The systematic theologian of Methodism, John William Fletcher, termed the reception of entire sanctification as Baptism with the Holy Spirit. A Holiness text from 1897 explicates this:

Our own hearts as well as the Scriptures, teach us that even in the hearts of those who are justified and regenerated there remains something that "is not subject to the law of God, neither indeed can be." That something is variously termed in Scripture the "carnal mind," "our old man," "the sin which doth so easily beset us" and "the flesh that lusteth against the spirit." The Christian finding himself in this condition and desiring to escape the corruption of the "old man" consecrates himself definitely and wholly to God (Rom. 12:1) with all he has or ever expects to have or be; and then he is able to exercise sanctifying faith in Jesus (Acts 16:18) who baptises him (Matt. 3:11) with the Holy Ghost and fire, which baptism destroys inbred sin and bring purity—a state of perfect holiness to the heart. This is entire sanctification. This is the second work of grace. This is perfect freedom from sin—all sin—both inward and outward. There is now nothing in the heart but love and Jesus is crowned within.
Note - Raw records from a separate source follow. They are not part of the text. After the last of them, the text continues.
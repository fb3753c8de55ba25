//! Snapshot system: queries the ECS world and builds a complete GameStateSnapshot.
//!
//! This system is read-only — it never modifies the world. Entity lists are
//! sorted by id so identical runs serialize identically.

use hecs::World;

use rampart_core::catalog::{enemy_spec, tower_spec};
use rampart_core::components::{Enemy, Projectile, Tower};
use rampart_core::enums::TowerKind;
use rampart_core::state::*;
use rampart_core::types::{Path, Position, SimTime, TowerId};

use crate::economy::{Economy, ScoreState};
use crate::handles::{self, HomingTarget, TowerTarget};
use crate::systems::wave_director::WaveDirector;

/// Build a complete GameStateSnapshot from the current world state.
#[allow(clippy::too_many_arguments)]
pub fn build_snapshot(
    world: &World,
    time: &SimTime,
    paused: bool,
    game_over: bool,
    economy: &Economy,
    score: &ScoreState,
    director: &WaveDirector,
    path: &Path,
    pending_placement: Option<TowerKind>,
    selected_tower: Option<TowerId>,
) -> GameStateSnapshot {
    GameStateSnapshot {
        time: *time,
        paused,
        game_over,
        economy: EconomyView {
            health: economy.health,
            gold: economy.gold,
        },
        score: ScoreView {
            enemies_killed: score.enemies_killed,
            enemies_leaked: score.enemies_leaked,
            projectiles_fired: score.projectiles_fired,
            towers_built: score.towers_built,
        },
        wave: WaveView {
            number: director.wave_number,
            phase: director.phase,
            planned: director.planned,
            spawned: director.spawned,
        },
        path: path.waypoints().to_vec(),
        enemies: build_enemies(world),
        towers: build_towers(world, selected_tower),
        projectiles: build_projectiles(world),
        pending_placement,
        selected_tower,
        shop: build_shop(economy),
    }
}

fn build_enemies(world: &World) -> Vec<EnemyView> {
    let mut enemies: Vec<EnemyView> = world
        .query::<(&Enemy, &Position)>()
        .iter()
        .map(|(_, (enemy, pos))| EnemyView {
            id: enemy.id,
            kind: enemy.kind,
            position: *pos,
            path_index: enemy.path_index,
            health: enemy.health,
            max_health: enemy.max_health,
            health_fraction: enemy.health_fraction(),
            radius: enemy.radius,
            color: enemy_spec(enemy.kind).color.to_string(),
        })
        .collect();
    enemies.sort_by_key(|e| e.id);
    enemies
}

fn build_towers(world: &World, selected: Option<TowerId>) -> Vec<TowerView> {
    let mut towers: Vec<TowerView> = world
        .query::<(&Tower, &Position, &TowerTarget)>()
        .iter()
        .map(|(_, (tower, pos, target))| {
            let spec = tower_spec(tower.kind);
            TowerView {
                id: tower.id,
                kind: tower.kind,
                position: *pos,
                range: spec.range,
                target: target
                    .0
                    .and_then(|e| handles::live_enemy(world, e))
                    .map(|(id, _)| id),
                selected: selected == Some(tower.id),
                color: spec.color.to_string(),
                icon: spec.icon.to_string(),
            }
        })
        .collect();
    towers.sort_by_key(|t| t.id);
    towers
}

fn build_projectiles(world: &World) -> Vec<ProjectileView> {
    let mut projectiles: Vec<ProjectileView> = world
        .query::<(&Projectile, &Position, &HomingTarget)>()
        .iter()
        .map(|(_, (projectile, pos, homing))| ProjectileView {
            id: projectile.id,
            position: *pos,
            target: handles::live_enemy(world, homing.0).map(|(id, _)| id),
            color: projectile.color.clone(),
        })
        .collect();
    projectiles.sort_by_key(|p| p.id);
    projectiles
}

fn build_shop(economy: &Economy) -> Vec<ShopEntryView> {
    TowerKind::ALL
        .iter()
        .map(|&kind| {
            let spec = tower_spec(kind);
            ShopEntryView {
                kind,
                name: spec.name.to_string(),
                cost: spec.cost,
                affordable: economy.can_afford(spec.cost),
            }
        })
        .collect()
}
Fletcher additionally emphasized that the experience of entire sanctification, through the indwelling of the Holy Spirit, empowers the believer for service to God. After Wesley's death, mainstream Methodism "emphasized sanctification or holiness as the goal of the Christian life", something that "may be received in this life both gradually and instantaneously, and should be sought earnestly by every child of God." Before a believer is entirely sanctified, he/she consecrates himself/herself to God; the theology behind consecration is summarized with the maxim "Give yourself to God in all things, if you would have God give Himself to you."
The Holiness movement emerged in the 1860s with the desire to re-emphasize Wesley's doctrine of entire sanctification. Many Holiness preachers emphasized the reception of entire sanctification as an instantaneous experience. In Wesleyan-Arminian theology, the second work of grace is considered to be a cleansing from the tendency to commit sin, an experience called entire sanctification which leads to Christian perfection. The Core Values of the Bible Methodist Connection of Churches thus teaches that:

We believe that God calls every believer to holiness that rises out of His character. We understand it to begin in the new birth, include a second work of grace that empowers, purifies and fills each person with the Holy Spirit, and continue in a lifelong pursuit. ―Core Values, Bible Methodist Connection of Churches

Still, many within holiness movement (often those within the same denomination, such as the Free Methodist Church) emphasized that before a person could be entirely sanctified, they must put to death the carnal nature through a process of renunciation; this is known as the 'death route to entire sanctification' (cf. ). (Note: Believers describe this as "dying out to self".) Though the belief in the death route to Christian perfection is held by many throughout Methodism, it is especially emphasized in the Emmanuel Association of Churches and the Immanuel Missionary Church.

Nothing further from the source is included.